**WHAT YOU WILL DO:** Please give the count of lines below with the string "InputDispatcher" in them, and no other words.
===== DATASET =====
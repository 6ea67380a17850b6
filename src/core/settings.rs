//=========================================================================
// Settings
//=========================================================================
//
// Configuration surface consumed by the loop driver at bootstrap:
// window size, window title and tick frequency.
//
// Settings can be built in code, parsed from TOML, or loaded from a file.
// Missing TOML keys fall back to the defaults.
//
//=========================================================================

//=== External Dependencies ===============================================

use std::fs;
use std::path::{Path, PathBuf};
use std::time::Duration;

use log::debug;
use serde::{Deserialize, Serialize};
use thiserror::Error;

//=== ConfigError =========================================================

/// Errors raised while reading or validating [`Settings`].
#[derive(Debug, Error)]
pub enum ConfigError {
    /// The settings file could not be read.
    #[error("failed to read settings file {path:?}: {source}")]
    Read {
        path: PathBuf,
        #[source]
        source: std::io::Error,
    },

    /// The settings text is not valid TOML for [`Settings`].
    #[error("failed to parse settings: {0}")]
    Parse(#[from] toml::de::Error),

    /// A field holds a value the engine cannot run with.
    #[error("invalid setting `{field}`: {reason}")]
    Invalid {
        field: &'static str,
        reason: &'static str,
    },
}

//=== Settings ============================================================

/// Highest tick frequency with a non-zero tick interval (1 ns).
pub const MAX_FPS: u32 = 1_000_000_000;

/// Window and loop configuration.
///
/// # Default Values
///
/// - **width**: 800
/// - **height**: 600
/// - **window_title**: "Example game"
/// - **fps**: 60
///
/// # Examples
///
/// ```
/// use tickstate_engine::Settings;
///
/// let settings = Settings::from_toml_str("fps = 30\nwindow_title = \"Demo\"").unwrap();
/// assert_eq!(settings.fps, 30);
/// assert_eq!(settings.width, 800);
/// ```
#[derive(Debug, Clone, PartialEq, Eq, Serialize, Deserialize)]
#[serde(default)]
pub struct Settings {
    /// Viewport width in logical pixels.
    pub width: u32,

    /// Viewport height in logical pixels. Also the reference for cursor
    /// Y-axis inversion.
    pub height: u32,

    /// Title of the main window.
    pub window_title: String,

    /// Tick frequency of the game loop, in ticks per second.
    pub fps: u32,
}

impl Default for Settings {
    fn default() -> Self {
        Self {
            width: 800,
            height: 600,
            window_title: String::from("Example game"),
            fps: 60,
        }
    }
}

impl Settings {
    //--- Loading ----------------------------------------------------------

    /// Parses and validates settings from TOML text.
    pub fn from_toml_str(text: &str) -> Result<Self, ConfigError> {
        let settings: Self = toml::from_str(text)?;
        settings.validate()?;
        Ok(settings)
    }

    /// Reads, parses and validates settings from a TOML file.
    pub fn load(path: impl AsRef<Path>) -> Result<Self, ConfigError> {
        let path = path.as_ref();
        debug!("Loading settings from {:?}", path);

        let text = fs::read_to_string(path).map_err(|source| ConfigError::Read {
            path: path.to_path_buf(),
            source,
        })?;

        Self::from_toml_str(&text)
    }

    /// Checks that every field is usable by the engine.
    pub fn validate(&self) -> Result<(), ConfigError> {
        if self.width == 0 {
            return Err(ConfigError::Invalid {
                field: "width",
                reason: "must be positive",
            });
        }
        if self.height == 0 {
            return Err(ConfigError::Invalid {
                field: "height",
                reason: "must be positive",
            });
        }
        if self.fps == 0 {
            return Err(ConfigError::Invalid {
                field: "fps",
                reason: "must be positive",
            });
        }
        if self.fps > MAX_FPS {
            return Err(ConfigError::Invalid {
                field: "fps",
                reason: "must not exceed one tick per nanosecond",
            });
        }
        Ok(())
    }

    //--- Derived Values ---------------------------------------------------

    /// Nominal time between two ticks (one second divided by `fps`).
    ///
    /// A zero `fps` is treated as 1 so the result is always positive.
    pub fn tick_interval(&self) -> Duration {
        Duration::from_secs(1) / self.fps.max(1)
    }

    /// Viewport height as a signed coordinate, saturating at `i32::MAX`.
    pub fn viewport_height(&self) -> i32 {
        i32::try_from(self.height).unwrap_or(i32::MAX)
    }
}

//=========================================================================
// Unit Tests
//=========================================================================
=====
===== DATASET =====
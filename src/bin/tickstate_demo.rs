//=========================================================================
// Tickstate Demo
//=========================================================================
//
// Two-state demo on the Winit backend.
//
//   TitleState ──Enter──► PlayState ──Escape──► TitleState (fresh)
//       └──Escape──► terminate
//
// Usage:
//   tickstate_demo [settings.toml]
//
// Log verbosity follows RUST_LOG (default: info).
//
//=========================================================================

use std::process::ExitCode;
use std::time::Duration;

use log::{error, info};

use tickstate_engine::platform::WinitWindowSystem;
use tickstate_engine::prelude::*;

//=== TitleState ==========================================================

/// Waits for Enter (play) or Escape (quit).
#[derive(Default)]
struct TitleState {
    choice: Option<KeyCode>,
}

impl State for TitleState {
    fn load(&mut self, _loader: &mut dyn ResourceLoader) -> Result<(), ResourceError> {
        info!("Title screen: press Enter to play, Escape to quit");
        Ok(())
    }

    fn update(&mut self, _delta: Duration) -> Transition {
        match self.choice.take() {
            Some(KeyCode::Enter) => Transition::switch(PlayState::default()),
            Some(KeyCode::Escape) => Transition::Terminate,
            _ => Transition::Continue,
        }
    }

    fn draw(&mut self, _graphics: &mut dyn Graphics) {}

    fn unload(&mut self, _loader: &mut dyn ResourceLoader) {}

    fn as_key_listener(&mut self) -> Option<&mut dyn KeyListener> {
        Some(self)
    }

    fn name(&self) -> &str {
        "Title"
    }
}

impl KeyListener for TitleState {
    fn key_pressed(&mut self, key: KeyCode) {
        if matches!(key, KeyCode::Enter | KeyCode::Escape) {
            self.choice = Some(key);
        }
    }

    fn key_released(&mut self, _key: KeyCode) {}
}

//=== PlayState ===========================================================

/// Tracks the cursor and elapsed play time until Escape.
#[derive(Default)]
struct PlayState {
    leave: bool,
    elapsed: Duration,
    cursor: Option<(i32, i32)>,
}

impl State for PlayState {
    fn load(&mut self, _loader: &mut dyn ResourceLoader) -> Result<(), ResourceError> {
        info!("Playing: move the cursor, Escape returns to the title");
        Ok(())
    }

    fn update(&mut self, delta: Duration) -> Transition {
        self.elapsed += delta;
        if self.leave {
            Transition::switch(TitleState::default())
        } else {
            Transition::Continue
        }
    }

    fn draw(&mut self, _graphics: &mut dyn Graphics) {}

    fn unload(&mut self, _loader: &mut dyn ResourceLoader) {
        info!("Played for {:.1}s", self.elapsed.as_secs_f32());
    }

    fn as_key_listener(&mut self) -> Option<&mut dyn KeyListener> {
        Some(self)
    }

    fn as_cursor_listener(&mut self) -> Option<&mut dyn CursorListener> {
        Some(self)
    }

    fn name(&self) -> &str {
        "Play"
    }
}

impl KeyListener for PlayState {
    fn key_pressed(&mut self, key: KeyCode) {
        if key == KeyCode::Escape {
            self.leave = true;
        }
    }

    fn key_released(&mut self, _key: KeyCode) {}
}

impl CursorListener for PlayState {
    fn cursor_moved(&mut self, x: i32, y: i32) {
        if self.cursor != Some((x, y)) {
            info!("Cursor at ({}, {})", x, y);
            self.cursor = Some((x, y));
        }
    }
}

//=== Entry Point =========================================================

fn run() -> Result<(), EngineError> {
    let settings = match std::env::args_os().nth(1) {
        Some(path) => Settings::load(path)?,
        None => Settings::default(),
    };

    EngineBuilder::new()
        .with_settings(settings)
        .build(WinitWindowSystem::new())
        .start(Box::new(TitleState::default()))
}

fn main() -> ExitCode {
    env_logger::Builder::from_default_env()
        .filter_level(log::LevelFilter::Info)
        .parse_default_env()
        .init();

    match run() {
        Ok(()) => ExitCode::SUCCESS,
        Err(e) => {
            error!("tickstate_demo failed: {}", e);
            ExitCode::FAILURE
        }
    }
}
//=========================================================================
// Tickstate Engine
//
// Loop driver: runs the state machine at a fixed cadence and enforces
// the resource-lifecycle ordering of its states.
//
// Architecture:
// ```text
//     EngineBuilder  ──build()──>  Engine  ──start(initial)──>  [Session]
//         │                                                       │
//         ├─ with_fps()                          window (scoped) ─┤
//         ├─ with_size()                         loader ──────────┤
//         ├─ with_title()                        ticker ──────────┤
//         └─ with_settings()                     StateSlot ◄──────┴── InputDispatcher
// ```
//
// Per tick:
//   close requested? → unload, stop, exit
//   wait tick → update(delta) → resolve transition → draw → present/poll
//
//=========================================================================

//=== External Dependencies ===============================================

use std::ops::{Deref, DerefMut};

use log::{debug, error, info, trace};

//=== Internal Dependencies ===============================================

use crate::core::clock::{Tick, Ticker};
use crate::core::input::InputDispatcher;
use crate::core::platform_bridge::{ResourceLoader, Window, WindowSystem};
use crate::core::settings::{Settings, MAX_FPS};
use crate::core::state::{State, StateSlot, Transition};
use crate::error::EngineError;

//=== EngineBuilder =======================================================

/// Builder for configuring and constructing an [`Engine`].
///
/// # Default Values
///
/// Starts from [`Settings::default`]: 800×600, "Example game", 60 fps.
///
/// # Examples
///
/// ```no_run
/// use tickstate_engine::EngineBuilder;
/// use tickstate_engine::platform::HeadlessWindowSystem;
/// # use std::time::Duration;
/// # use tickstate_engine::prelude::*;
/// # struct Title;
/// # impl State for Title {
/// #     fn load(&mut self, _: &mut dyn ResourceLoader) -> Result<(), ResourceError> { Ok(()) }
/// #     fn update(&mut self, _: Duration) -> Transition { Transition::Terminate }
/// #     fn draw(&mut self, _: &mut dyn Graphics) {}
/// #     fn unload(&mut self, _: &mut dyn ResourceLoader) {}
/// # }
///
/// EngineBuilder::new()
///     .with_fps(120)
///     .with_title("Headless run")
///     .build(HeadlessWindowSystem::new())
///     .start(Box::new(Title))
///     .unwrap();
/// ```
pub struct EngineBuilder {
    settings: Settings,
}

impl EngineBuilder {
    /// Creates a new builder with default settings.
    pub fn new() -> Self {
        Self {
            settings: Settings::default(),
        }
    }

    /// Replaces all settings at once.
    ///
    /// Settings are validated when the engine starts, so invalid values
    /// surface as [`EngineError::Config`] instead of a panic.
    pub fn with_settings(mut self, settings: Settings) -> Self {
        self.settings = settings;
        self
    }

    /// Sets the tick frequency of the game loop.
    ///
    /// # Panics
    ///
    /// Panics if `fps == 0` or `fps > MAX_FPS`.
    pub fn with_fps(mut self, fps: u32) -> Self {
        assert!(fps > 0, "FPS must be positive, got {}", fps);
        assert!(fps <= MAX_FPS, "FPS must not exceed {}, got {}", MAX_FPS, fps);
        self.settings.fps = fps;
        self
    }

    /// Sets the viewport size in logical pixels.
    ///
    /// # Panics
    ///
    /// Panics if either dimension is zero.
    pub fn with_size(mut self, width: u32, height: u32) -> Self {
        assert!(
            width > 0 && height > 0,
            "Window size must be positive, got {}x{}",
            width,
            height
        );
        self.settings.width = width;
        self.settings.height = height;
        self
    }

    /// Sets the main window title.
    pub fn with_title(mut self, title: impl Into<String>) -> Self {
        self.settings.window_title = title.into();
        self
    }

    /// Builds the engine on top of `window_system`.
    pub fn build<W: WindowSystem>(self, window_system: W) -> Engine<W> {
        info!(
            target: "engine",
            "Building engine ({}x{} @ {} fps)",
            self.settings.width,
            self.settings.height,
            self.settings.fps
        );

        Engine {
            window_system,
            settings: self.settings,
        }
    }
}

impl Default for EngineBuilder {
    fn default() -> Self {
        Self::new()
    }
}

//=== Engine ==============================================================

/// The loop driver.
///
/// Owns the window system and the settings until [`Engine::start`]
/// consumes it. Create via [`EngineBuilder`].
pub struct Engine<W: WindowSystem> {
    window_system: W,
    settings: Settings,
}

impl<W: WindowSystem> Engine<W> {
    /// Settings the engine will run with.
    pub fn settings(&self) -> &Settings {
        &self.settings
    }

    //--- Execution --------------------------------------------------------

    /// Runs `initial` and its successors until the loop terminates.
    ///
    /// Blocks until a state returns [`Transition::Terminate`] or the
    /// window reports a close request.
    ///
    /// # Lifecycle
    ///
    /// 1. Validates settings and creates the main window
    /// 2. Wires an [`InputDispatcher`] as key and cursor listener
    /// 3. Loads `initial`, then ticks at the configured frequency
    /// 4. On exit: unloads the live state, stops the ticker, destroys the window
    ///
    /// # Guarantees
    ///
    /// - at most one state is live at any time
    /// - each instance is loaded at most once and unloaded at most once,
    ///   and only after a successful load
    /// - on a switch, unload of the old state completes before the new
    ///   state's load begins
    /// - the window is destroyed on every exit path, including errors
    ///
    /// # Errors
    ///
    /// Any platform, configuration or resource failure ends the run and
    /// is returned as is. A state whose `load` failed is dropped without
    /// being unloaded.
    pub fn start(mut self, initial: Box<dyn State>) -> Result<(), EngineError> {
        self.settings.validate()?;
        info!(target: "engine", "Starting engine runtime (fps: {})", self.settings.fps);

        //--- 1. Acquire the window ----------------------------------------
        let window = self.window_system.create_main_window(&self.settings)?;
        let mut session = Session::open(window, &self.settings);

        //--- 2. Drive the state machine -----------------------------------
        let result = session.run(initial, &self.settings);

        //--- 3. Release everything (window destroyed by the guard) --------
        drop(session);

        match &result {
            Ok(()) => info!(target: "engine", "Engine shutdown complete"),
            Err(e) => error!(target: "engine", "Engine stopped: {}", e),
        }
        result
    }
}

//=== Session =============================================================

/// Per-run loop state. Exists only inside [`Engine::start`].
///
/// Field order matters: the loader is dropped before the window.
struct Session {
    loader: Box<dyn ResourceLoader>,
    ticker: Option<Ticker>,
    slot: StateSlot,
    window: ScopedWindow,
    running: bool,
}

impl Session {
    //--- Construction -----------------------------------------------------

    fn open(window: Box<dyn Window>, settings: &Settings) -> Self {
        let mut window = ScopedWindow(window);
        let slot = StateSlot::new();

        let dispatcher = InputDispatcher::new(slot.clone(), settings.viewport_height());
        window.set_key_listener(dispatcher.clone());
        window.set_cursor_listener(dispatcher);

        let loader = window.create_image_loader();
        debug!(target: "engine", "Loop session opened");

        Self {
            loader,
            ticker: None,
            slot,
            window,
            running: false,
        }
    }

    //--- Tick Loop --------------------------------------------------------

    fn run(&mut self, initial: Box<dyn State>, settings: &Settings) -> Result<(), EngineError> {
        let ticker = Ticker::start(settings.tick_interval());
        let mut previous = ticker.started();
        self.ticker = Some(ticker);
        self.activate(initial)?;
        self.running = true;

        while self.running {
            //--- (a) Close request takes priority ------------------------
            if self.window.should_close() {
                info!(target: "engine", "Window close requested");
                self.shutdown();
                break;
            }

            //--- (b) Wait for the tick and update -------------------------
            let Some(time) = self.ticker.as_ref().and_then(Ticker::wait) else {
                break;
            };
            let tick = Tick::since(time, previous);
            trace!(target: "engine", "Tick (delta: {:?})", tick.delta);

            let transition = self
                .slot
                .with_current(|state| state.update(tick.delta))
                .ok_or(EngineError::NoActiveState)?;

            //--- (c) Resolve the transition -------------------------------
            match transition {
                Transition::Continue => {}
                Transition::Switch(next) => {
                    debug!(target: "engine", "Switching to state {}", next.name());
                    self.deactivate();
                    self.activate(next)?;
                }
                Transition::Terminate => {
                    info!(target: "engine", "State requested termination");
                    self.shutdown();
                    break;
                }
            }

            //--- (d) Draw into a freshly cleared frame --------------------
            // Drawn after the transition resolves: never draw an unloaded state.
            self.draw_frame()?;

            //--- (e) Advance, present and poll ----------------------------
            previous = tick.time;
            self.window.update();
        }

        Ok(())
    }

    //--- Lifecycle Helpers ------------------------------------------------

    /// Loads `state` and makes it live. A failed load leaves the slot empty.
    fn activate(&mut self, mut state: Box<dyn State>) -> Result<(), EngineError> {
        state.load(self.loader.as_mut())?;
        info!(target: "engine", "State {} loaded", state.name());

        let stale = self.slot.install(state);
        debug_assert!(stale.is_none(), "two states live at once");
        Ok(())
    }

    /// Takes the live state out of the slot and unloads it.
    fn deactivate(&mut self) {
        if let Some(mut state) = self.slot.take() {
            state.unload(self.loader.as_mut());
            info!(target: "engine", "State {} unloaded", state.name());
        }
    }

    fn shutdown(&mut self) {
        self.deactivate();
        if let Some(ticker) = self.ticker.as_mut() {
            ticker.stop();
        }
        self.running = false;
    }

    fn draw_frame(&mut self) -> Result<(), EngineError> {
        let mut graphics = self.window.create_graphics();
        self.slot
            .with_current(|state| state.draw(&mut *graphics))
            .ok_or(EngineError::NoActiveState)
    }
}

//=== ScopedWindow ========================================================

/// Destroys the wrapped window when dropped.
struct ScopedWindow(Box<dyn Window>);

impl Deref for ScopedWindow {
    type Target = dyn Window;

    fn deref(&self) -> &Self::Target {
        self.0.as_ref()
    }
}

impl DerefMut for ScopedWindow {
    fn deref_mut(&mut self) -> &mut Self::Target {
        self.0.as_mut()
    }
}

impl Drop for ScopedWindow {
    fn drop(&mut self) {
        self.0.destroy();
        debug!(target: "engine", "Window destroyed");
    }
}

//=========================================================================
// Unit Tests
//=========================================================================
=====
===== DATASET =====
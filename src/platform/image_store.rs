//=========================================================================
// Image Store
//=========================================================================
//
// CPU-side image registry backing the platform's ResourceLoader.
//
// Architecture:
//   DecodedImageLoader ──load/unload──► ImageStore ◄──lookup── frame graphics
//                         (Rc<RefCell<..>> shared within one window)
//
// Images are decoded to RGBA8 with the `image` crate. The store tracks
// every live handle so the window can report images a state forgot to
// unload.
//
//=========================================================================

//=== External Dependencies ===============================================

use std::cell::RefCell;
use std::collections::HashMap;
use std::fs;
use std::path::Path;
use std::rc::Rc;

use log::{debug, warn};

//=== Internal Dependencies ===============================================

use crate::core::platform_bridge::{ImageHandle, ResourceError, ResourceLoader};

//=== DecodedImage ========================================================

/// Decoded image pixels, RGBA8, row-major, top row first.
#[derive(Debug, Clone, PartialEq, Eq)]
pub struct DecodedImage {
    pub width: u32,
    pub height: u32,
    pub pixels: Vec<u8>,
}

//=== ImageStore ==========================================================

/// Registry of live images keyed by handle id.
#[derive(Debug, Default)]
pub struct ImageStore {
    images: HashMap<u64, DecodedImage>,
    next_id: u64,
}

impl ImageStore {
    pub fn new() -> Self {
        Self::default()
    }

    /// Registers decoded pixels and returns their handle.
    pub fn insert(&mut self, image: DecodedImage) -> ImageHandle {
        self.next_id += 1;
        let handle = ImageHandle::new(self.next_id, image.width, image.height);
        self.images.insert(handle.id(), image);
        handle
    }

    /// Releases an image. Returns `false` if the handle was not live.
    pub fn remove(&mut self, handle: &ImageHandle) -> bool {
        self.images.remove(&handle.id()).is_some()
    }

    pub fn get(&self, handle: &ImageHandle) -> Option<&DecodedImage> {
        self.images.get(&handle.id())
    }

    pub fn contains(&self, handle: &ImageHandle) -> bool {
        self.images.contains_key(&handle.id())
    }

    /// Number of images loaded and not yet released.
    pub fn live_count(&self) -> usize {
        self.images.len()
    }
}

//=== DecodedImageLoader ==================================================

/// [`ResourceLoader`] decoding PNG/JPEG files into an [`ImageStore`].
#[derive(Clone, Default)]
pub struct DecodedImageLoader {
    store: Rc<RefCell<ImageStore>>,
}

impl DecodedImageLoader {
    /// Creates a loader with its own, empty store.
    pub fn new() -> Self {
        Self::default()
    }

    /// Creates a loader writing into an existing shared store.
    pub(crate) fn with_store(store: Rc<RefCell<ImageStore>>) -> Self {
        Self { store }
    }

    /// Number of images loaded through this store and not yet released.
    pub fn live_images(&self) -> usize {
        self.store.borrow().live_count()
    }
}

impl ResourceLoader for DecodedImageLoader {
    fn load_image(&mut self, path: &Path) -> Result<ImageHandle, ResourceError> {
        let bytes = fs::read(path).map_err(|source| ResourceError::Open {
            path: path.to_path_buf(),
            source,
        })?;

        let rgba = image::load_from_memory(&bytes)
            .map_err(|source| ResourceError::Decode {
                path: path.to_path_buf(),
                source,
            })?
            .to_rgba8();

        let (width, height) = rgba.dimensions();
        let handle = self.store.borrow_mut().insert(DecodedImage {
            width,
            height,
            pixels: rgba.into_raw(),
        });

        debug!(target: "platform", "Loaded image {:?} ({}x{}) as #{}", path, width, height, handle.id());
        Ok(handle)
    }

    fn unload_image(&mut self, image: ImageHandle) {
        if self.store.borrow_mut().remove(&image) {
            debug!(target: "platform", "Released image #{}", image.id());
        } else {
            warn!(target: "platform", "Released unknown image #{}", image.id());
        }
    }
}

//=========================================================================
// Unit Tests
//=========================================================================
=====
**EXERCISE SOLUTION:** 4